Can you give all the records again without altering a single character?

○ ○ ○ ○

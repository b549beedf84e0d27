//! Minimal embedding example for optbridge-core
//!
//! This example demonstrates using optbridge-core as a library in a custom
//! application. The application owns the document, the event bus and the
//! bridge lifecycle.

use optbridge_core::dom::{MemoryDom, NodeSpec};
use optbridge_core::events::DomainEvent;
use optbridge_core::{BridgeConfig, DispatchEnvelope, EventDispatcher, PurchaseOptionBridge, Result};
use std::sync::Arc;
use std::sync::atomic::{AtomicUsize, Ordering};
use tokio::time::{Duration, sleep};

/// Custom event bus for embedded usage
struct PrintingDispatcher {
    dispatch_calls: Arc<AtomicUsize>,
}

impl PrintingDispatcher {
    fn new() -> Self {
        Self {
            dispatch_calls: Arc::new(AtomicUsize::new(0)),
        }
    }
}

#[async_trait::async_trait]
impl EventDispatcher for PrintingDispatcher {
    async fn dispatch(&self, envelope: DispatchEnvelope) -> Result<()> {
        self.dispatch_calls.fetch_add(1, Ordering::SeqCst);
        match &envelope.detail {
            DomainEvent::SelectionChanged(selection) => println!(
                "[Embedded] {} -> {} at {} (discount: {})",
                envelope.name, selection.plan_type, selection.price, selection.has_discount
            ),
            DomainEvent::VariantUpdated(update) => println!(
                "[Embedded] {} -> {}",
                envelope.name,
                serde_json::to_string(&update.resource)?
            ),
        }
        Ok(())
    }

    fn dispatcher_name(&self) -> &'static str {
        "printing"
    }
}

fn page() -> NodeSpec {
    NodeSpec::element("section")
        .attr("data-section", "main")
        .child(
            NodeSpec::element("form")
                .attr("data-product-form", "")
                .child(
                    NodeSpec::element("input")
                        .attr("name", "id")
                        .attr("value", "4242"),
                )
                .child(
                    NodeSpec::element("input")
                        .attr("name", "product-id")
                        .attr("value", "77"),
                ),
        )
        .child(
            NodeSpec::element("product-info")
                .attr("id", "host")
                .child(NodeSpec::element("subscription-widget").attr("id", "widget")),
        )
}

fn option(id: &str, part: &str, price_part: &str, price: &str) -> NodeSpec {
    NodeSpec::element("label")
        .attr("id", id)
        .attr("part", part)
        .child(NodeSpec::element("span").attr("part", price_part).with_text(price))
}

#[tokio::main]
async fn main() -> Result<()> {
    tracing_subscriber::fmt()
        .with_max_level(tracing::Level::WARN)
        .init();

    println!("=== Embedded optbridge-core Example ===\n");

    let (dom, _) = MemoryDom::from_spec(&page())?;
    let dispatcher = PrintingDispatcher::new();
    let dispatch_calls = Arc::clone(&dispatcher.dispatch_calls);

    let mut config = BridgeConfig::default();
    config.discovery.retry_interval_ms = 25;

    println!("1. Creating bridge...");
    let (bridge, mut event_rx) =
        PurchaseOptionBridge::new(Arc::new(dom.clone()), Arc::new(dispatcher), config)?;

    let event_listener = tokio::spawn(async move {
        println!("2. Monitoring listener started");
        while let Some(event) = event_rx.recv().await {
            println!("[Monitor] {:?}", event);
        }
        println!("Monitoring listener stopped");
    });

    let host = dom
        .find_by_id("host")
        .ok_or_else(|| optbridge_core::Error::dom("host element missing"))?;
    let widget = dom
        .find_by_id("widget")
        .ok_or_else(|| optbridge_core::Error::dom("widget element missing"))?;

    println!("3. Connecting host before the widget has rendered...");
    bridge.connect(host).await;
    sleep(Duration::from_millis(60)).await;

    println!("\n4. Widget renders its shadow content\n");
    let root = dom.attach_shadow(widget)?;
    dom.mount(
        root,
        &NodeSpec::element("div")
            .attr("part", "subscription-options")
            .child(option("once", "option one-time selected", "price", "€24,00"))
            .child(option("sub", "option subscription", "discounted-price", "€19,20")),
    )?;
    sleep(Duration::from_millis(100)).await;

    println!("\n5. Customer switches to the subscription\n");
    if let (Some(once), Some(sub)) = (dom.find_by_id("once"), dom.find_by_id("sub")) {
        dom.set_attribute(once, "part", "option one-time")?;
        dom.set_attribute(sub, "part", "option subscription selected")?;
    }
    sleep(Duration::from_millis(50)).await;

    println!("\n6. Shutting down bridge...");
    bridge.shutdown().await;
    drop(bridge);

    let _ = tokio::time::timeout(Duration::from_millis(100), event_listener).await;

    println!("\n=== Embedding Successful ===");
    println!("Events dispatched: {}", dispatch_calls.load(Ordering::SeqCst));
    println!("Observers left: {}", dom.live_observer_count());

    Ok(())
}
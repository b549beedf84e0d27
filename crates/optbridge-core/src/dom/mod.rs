// # DOM Sensor Implementations
//
// This module provides implementations of the DomSensor trait for running
// the bridge outside a browser.

pub mod memory;
pub mod spec;

pub use memory::MemoryDom;
pub use spec::NodeSpec;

○ ○ ○ ○

Exercise output
repository b549beedf84e0d27
//! Minimal embedding example for optbridge-core
//!
//! This example demonstrates using optbridge-core as a library in a custom
//! application. The application owns the document, the event bus and the
//! bridge lifecycle.

use optbridge_core::dom::{MemoryDom, NodeSpec};
use optbridge_core::events::DomainEvent;
use optbridge_core::{BridgeConfig, DispatchEnvelope, EventDispatcher, PurchaseOptionBridge, Result};
use std::sync::Arc;
use std::sync::atomic::{AtomicUsize, Ordering};
use tokio::time::{Duration, sleep};

/// Custom event bus for embedded usage
struct PrintingDispatcher {
    dispatch_calls: Arc<AtomicUsize>,
}

impl PrintingDispatcher {
    fn new() -> Self {
        Self {
            dispatch_calls: Arc::new(AtomicUsize::new(0)),
        }
    }
}

#[async_trait::async_trait]
impl EventDispatcher for PrintingDispatcher {
    async fn dispatch(&self, envelope: DispatchEnvelope) -> Result<()> {
        self.dispatch_calls.fetch_add(1, Ordering::SeqCst);
        match &envelope.detail {
            DomainEvent::SelectionChanged(selection) => println!(
                "[Embedded] {} -> {} at {} (discount: {})",
                envelope.name, selection.plan_type, selection.price, selection.has_discount
            ),
            DomainEvent::VariantUpdated(update) => println!(
                "[Embedded] {} -> {}",
                envelope.name,
                serde_json::to_string(&update.resource)?
            ),
        }
        Ok(())
    }

    fn dispatcher_name(&self) -> &'static str {
        "printing"
    }
}

fn page() -> NodeSpec {
    NodeSpec::element("section")
        .attr("data-section", "main")
        .child(
            NodeSpec::element("form")
                .attr("data-product-form", "")
                .child(
                    NodeSpec::element("input")
                        .attr("name", "id")
                        .attr("value", "4242"),
                )
                .child(
                    NodeSpec::element("input")
                        .attr("name", "product-id")
                        .attr("value", "77"),
                ),
        )
        .child(
            NodeSpec::element("product-info")
                .attr("id", "host")
                .child(NodeSpec::element("subscription-widget").attr("id", "widget")),
        )
}

fn option(id: &str, part: &str, price_part: &str, price: &str) -> NodeSpec {
    NodeSpec::element("label")
        .attr("id", id)
        .attr("part", part)
        .child(NodeSpec::element("span").attr("part", price_part).with_text(price))
}

#[tokio::main]
async fn main() -> Result<()> {
    tracing_subscriber::fmt()
        .with_max_level(tracing::Level::WARN)
        .init();

    println!("=== Embedded optbridge-core Example ===\n");

    let (dom, _) = MemoryDom::from_spec(&page())?;
    let dispatcher = PrintingDispatcher::new();
    let dispatch_calls = Arc::clone(&dispatcher.dispatch_calls);

    let mut config = BridgeConfig::default();
    config.discovery.retry_interval_ms = 25;

    println!("1. Creating bridge...");
    let (bridge, mut event_rx) =
        PurchaseOptionBridge::new(Arc::new(dom.clone()), Arc::new(dispatcher), config)?;

    let event_listener = tokio::spawn(async move {
        println!("2. Monitoring listener started");
        while let Some(event) = event_rx.recv().await {
            println!("[Monitor] {:?}", event);
        }
        println!("Monitoring listener stopped");
    });

    let host = dom
        .find_by_id("host")
        .ok_or_else(|| optbridge_core::Error::dom("host element missing"))?;
    let widget = dom
        .find_by_id("widget")
        .ok_or_else(|| optbridge_core::Error::dom("widget element missing"))?;

    println!("3. Connecting host before the widget has rendered...");
    bridge.connect(host).await;
    sleep(Duration::from_millis(60)).await;

    println!("\n4. Widget renders its shadow content\n");
    let root = dom.attach_shadow(widget)?;
    dom.mount(
        root,
        &NodeSpec::element("div")
            .attr("part", "subscription-options")
            .child(option("once", "option one-time selected", "price", "€24,00"))
            .child(option("sub", "option subscription", "discounted-price", "€19,20")),
    )?;
    sleep(Duration::from_millis(100)).await;

    println!("\n5. Customer switches to the subscription\n");
    if let (Some(once), Some(sub)) = (dom.find_by_id("once"), dom.find_by_id("sub")) {
        dom.set_attribute(once, "part", "option one-time")?;
        dom.set_attribute(sub, "part", "option subscription selected")?;
    }
    sleep(Duration::from_millis(50)).await;

    println!("\n6. Shutting down bridge...");
    bridge.shutdown().await;
    drop(bridge);

    let _ = tokio::time::timeout(Duration::from_millis(100), event_listener).await;

    println!("\n=== Embedding Successful ===");
    println!("Events dispatched: {}", dispatch_calls.load(Ordering::SeqCst));
    println!("Observers left: {}", dom.live_observer_count());

    Ok(())
}
repository b549beedf84e0d27
filename crates/optbridge-core/src/dom/mod.rs
// # DOM Sensor Implementations
//
// This module provides implementations of the DomSensor trait for running
// the bridge outside a browser.

pub mod memory;
pub mod spec;

pub use memory::MemoryDom;
pub use spec::NodeSpec;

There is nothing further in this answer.